**Task objective:**
Please copy out the entries until you have copied the line that contains "#[serde(default)]", beginning with the first line.

**Data shown:**
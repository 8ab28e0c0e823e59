//! Configuration for the profile manager
//!
//! Defaults can be overridden from a config file and from environment
//! variables prefixed `RVOIP_PROFILES_`:
//!
//! | Variable | Field |
//! |---|---|
//! | `RVOIP_PROFILES_DIR` | `profiles_dir` |
//! | `RVOIP_PROFILES_AUTO_REGISTER` | `auto_register` |
//! | `RVOIP_PROFILES_REGISTRATION_PURPOSE` | `registration_purpose` |
//! | `RVOIP_PROFILES_EVENT_CHANNEL_CAPACITY` | `event_channel_capacity` |
//! | `RVOIP_PROFILES_LOG_LEVEL` | `log_level` |

use std::path::{Path, PathBuf};

use serde::Deserialize;

use crate::error::{ProfileError, Result};
use crate::logging::parse_log_level;
use crate::registration::RegistrationPurpose;

const ENV_PREFIX: &str = "RVOIP_PROFILES";

/// Profile manager configuration
#[derive(Debug, Clone, PartialEq, Eq, Deserialize)]
#[serde(default)]
pub struct ProfileManagerConfig {
    /// Root directory of the profile store
    #[serde(alias = "dir")]
    pub profiles_dir: PathBuf,
    /// Initial state of the global auto-register policy
    pub auto_register: bool,
    /// Purpose passed to the registration service on every open
    pub registration_purpose: RegistrationPurpose,
    /// Capacity of the broadcast channel returned by `subscribe`
    pub event_channel_capacity: usize,
    /// Default log level, see [`LoggingConfig::for_manager`](crate::logging::LoggingConfig::for_manager)
    pub log_level: String,
}

impl Default for ProfileManagerConfig {
    fn default() -> Self {
        Self {
            profiles_dir: PathBuf::from("sip_profiles"),
            auto_register: true,
            registration_purpose: RegistrationPurpose::ReceiveCalls,
            event_channel_capacity: 64,
            log_level: "info".to_string(),
        }
    }
}

impl ProfileManagerConfig {
    /// Configuration rooted at `profiles_dir` with default settings
    pub fn new(profiles_dir: impl Into<PathBuf>) -> Self {
        Self {
            profiles_dir: profiles_dir.into(),
            ..Default::default()
        }
    }

    /// Set the initial auto-register policy
    pub fn with_auto_register(mut self, enabled: bool) -> Self {
        self.auto_register = enabled;
        self
    }

    /// Set the registration purpose
    pub fn with_registration_purpose(mut self, purpose: RegistrationPurpose) -> Self {
        self.registration_purpose = purpose;
        self
    }

    /// Set the event channel capacity
    pub fn with_event_channel_capacity(mut self, capacity: usize) -> Self {
        self.event_channel_capacity = capacity;
        self
    }

    /// Load configuration from environment variables over the defaults
    pub fn from_env() -> Result<Self> {
        Self::load(None)
    }

    /// Load configuration from an optional file, then environment variables
    ///
    /// The file format is picked from its extension (TOML, JSON, YAML...).
    pub fn load(file: Option<&Path>) -> Result<Self> {
        Self::from_sources(file, config::Environment::with_prefix(ENV_PREFIX))
    }

    fn from_sources(file: Option<&Path>, environment: config::Environment) -> Result<Self> {
        let mut builder = config::Config::builder();
        if let Some(path) = file {
            builder = builder.add_source(config::File::from(path));
        }
        let settings = builder
            .add_source(environment.try_parsing(true))
            .build()
            .map_err(|e| ProfileError::config(e.to_string()))?;

        let config: Self = settings
            .try_deserialize()
            .map_err(|e| ProfileError::config(e.to_string()))?;
        config.validate()?;
        Ok(config)
    }

    /// Check the configuration for unusable values
    pub fn validate(&self) -> Result<()> {
        if self.profiles_dir.as_os_str().is_empty() {
            return Err(ProfileError::config("profiles_dir must not be empty"));
        }
        if self.event_channel_capacity == 0 {
            return Err(ProfileError::config("event_channel_capacity must be greater than zero"));
        }
        parse_log_level(&self.log_level)?;
        Ok(())
    }
}

#[cfg(test)]
mod tests {
    use super::*;

    fn environment(vars: &[(&str, &str)]) -> config::Environment {
        let source: config::Map<String, String> = vars
            .iter()
            .map(|(k, v)| (k.to_string(), v.to_string()))
            .collect();
        config::Environment::with_prefix(ENV_PREFIX).source(Some(source))
    }

    #[test]
    fn test_defaults_without_overrides() {
        let config = ProfileManagerConfig::from_sources(None, environment(&[])).unwrap();
        assert_eq!(config, ProfileManagerConfig::default());
    }

    #[test]
    fn test_environment_overrides() {
        let config = ProfileManagerConfig::from_sources(
            None,
            environment(&[
                ("RVOIP_PROFILES_DIR", "/var/lib/rvoip/profiles"),
                ("RVOIP_PROFILES_AUTO_REGISTER", "false"),
                ("RVOIP_PROFILES_REGISTRATION_PURPOSE", "presence_only"),
            ]),
        )
        .unwrap();

        assert_eq!(config.profiles_dir, PathBuf::from("/var/lib/rvoip/profiles"));
        assert!(!config.auto_register);
        assert_eq!(config.registration_purpose, RegistrationPurpose::PresenceOnly);
        assert_eq!(config.event_channel_capacity, 64);
    }

    #[test]
    fn test_rejects_zero_capacity() {
        let result = ProfileManagerConfig::from_sources(
            None,
            environment(&[("RVOIP_PROFILES_EVENT_CHANNEL_CAPACITY", "0")]),
        );
        assert!(matches!(result, Err(ProfileError::Configuration { .. })));
    }

    #[test]
    fn test_log_level_is_checked() {
        let config = ProfileManagerConfig::from_sources(
            None,
            environment(&[("RVOIP_PROFILES_LOG_LEVEL", "debug")]),
        )
        .unwrap();
        assert_eq!(config.log_level, "debug");

        let result = ProfileManagerConfig::from_sources(
            None,
            environment(&[("RVOIP_PROFILES_LOG_LEVEL", "chatty")]),
        );
        assert!(matches!(result, Err(ProfileError::Configuration { .. })));
    }

    #[test]
    fn test_builder_methods() {
        let config = ProfileManagerConfig::new("/tmp/profiles")
            .with_auto_register(false)
            .with_event_channel_capacity(8);
        assert!(!config.auto_register);
        assert_eq!(config.event_channel_capacity, 8);
        assert!(config.validate().is_ok());
    }
}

**Exercise response:**
repository 8ab28e0c0e823e59
//! Configuration for the profile manager
//!
//! Defaults can be overridden from a config file and from environment
//! variables prefixed `RVOIP_PROFILES_`:
//!
//! | Variable | Field |
//! |---|---|
//! | `RVOIP_PROFILES_DIR` | `profiles_dir` |
//! | `RVOIP_PROFILES_AUTO_REGISTER` | `auto_register` |
//! | `RVOIP_PROFILES_REGISTRATION_PURPOSE` | `registration_purpose` |
//! | `RVOIP_PROFILES_EVENT_CHANNEL_CAPACITY` | `event_channel_capacity` |
//! | `RVOIP_PROFILES_LOG_LEVEL` | `log_level` |

use std::path::{Path, PathBuf};

use serde::Deserialize;

use crate::error::{ProfileError, Result};
use crate::logging::parse_log_level;
use crate::registration::RegistrationPurpose;

const ENV_PREFIX: &str = "RVOIP_PROFILES";

/// Profile manager configuration
#[derive(Debug, Clone, PartialEq, Eq, Deserialize)]
#[serde(default)]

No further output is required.